Data extract:
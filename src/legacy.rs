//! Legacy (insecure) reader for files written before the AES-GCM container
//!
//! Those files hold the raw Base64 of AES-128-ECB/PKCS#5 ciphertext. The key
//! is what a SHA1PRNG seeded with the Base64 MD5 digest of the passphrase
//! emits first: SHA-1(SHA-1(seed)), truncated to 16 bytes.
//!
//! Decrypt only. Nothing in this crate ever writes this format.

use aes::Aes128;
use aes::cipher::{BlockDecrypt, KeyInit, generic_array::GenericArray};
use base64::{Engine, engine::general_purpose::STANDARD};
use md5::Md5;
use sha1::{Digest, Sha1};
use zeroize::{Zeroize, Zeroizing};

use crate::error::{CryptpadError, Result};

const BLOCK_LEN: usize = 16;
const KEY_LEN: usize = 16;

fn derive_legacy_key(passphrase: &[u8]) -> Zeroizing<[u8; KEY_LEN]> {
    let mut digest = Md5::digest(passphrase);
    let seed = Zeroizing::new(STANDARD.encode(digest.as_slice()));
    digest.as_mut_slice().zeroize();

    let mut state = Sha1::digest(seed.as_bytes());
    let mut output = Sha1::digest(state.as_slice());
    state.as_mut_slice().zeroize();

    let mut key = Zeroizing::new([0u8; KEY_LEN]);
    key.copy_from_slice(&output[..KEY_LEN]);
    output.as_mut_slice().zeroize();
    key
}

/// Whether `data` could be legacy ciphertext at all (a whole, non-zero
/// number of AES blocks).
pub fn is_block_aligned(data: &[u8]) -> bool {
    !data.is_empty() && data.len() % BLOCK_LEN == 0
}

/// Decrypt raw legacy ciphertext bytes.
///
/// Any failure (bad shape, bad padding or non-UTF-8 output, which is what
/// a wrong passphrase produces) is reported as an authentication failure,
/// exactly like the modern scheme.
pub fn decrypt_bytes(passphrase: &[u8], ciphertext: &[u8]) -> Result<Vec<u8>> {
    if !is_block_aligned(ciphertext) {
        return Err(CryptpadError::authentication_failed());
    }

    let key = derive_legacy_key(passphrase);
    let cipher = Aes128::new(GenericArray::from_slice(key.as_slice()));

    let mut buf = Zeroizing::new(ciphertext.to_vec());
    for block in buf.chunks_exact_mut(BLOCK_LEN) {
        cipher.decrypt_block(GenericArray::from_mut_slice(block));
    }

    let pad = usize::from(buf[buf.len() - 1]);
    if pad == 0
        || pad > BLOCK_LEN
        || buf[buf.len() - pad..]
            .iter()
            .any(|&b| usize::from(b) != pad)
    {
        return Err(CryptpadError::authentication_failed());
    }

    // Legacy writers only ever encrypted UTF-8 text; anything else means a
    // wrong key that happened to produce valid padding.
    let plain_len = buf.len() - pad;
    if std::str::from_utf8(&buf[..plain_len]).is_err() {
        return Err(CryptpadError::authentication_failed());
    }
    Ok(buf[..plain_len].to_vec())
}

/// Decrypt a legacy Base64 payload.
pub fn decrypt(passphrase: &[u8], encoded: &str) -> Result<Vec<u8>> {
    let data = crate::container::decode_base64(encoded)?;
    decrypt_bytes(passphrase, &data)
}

--

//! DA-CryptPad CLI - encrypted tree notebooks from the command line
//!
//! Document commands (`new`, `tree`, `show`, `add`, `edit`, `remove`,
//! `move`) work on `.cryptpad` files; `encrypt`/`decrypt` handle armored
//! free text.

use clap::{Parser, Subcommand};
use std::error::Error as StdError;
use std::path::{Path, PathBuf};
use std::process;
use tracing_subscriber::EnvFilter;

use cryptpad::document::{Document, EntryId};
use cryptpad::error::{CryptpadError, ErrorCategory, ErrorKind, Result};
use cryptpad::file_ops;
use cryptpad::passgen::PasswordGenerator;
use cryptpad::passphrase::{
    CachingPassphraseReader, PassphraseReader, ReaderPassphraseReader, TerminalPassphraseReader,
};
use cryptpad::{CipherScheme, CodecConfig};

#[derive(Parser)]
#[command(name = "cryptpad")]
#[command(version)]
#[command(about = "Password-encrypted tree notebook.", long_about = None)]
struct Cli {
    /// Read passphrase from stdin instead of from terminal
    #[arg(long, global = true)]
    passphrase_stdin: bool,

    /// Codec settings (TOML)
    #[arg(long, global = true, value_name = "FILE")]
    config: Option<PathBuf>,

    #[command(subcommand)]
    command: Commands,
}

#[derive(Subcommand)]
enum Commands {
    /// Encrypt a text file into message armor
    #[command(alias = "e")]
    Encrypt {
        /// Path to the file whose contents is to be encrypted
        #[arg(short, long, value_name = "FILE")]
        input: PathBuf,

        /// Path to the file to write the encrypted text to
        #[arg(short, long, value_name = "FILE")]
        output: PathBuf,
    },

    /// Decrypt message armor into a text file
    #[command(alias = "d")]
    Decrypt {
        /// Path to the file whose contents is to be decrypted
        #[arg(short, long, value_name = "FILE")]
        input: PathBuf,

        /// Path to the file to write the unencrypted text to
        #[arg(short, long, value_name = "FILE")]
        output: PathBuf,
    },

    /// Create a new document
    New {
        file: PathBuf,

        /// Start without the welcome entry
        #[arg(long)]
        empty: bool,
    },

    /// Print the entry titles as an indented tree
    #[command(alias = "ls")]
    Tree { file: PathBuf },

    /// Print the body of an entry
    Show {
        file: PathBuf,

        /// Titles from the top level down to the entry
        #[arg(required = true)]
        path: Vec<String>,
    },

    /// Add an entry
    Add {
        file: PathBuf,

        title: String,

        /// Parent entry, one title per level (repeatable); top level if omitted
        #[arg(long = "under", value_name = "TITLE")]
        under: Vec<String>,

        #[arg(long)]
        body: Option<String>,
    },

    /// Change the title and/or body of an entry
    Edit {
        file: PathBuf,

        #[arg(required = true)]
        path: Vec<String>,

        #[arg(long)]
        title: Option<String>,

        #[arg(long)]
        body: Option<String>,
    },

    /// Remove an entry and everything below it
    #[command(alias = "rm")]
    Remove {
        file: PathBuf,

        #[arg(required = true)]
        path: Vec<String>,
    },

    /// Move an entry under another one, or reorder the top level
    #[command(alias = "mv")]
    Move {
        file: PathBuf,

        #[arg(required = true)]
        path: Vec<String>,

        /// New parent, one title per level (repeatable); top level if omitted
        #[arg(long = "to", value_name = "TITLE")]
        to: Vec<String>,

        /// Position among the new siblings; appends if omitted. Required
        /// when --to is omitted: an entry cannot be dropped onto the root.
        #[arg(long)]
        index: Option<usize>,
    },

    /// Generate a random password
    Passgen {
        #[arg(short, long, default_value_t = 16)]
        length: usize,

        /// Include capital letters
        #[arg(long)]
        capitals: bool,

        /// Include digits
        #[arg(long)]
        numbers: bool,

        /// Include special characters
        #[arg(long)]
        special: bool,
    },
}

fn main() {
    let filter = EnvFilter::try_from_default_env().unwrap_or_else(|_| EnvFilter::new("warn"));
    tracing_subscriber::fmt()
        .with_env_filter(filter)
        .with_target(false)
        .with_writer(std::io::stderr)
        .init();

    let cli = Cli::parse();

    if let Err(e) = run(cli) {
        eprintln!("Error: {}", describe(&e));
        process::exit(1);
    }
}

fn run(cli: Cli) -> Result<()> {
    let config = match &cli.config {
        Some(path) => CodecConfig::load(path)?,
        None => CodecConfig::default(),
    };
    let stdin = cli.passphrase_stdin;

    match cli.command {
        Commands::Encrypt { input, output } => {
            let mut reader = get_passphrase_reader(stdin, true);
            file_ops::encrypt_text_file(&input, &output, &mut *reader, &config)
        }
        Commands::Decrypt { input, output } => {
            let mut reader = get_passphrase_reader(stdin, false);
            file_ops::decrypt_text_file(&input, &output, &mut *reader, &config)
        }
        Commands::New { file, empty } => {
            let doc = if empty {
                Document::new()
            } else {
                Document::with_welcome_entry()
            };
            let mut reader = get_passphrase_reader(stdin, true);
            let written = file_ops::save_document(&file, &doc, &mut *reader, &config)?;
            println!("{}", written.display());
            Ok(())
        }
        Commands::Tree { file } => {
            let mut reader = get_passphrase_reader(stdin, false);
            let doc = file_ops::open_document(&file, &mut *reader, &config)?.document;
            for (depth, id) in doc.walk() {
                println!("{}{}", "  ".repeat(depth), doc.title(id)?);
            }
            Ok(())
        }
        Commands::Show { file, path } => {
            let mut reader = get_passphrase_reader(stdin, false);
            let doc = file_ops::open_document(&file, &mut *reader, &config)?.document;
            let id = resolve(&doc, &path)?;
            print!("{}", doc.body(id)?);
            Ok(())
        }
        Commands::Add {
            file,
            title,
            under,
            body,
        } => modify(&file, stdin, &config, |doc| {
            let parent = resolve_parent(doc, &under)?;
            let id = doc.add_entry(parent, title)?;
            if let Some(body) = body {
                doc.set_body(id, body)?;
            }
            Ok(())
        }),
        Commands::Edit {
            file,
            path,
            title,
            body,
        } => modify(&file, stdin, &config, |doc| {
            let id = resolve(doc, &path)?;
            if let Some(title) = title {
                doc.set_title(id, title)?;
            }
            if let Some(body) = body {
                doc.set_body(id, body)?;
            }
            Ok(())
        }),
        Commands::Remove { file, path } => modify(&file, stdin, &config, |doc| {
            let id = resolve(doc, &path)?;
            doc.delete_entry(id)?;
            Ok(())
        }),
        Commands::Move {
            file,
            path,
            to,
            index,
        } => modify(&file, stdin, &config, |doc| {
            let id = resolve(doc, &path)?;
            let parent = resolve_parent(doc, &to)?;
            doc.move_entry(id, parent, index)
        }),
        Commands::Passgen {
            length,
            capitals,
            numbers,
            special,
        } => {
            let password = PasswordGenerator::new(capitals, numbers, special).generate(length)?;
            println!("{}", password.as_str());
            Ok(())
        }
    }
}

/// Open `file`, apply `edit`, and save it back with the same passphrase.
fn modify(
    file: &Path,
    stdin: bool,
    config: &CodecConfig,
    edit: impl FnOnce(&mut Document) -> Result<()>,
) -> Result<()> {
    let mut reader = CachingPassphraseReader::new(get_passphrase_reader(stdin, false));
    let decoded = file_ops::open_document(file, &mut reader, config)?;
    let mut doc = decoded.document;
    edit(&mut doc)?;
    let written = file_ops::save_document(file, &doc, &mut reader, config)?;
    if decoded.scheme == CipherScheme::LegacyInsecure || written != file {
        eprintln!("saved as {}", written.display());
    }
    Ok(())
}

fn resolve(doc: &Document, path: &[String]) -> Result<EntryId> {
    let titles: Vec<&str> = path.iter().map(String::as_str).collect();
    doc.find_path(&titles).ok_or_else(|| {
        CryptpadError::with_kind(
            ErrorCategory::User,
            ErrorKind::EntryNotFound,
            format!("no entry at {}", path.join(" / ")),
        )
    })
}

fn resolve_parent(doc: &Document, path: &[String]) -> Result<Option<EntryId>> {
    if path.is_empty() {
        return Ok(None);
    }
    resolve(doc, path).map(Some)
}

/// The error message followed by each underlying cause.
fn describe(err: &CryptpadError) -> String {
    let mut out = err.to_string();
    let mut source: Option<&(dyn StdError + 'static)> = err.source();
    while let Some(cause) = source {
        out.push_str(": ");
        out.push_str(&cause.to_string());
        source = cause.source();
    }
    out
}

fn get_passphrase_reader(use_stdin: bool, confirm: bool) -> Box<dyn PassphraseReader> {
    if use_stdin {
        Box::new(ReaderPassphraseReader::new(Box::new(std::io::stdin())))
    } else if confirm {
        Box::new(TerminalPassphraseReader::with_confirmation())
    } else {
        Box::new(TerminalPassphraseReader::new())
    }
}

Task goal: Filter the records for lines containing the word "ErrorKind" and copy each one.

Your solution:
use cryptpad::error::{CryptpadError, ErrorCategory, ErrorKind, Result};
            ErrorKind::EntryNotFound,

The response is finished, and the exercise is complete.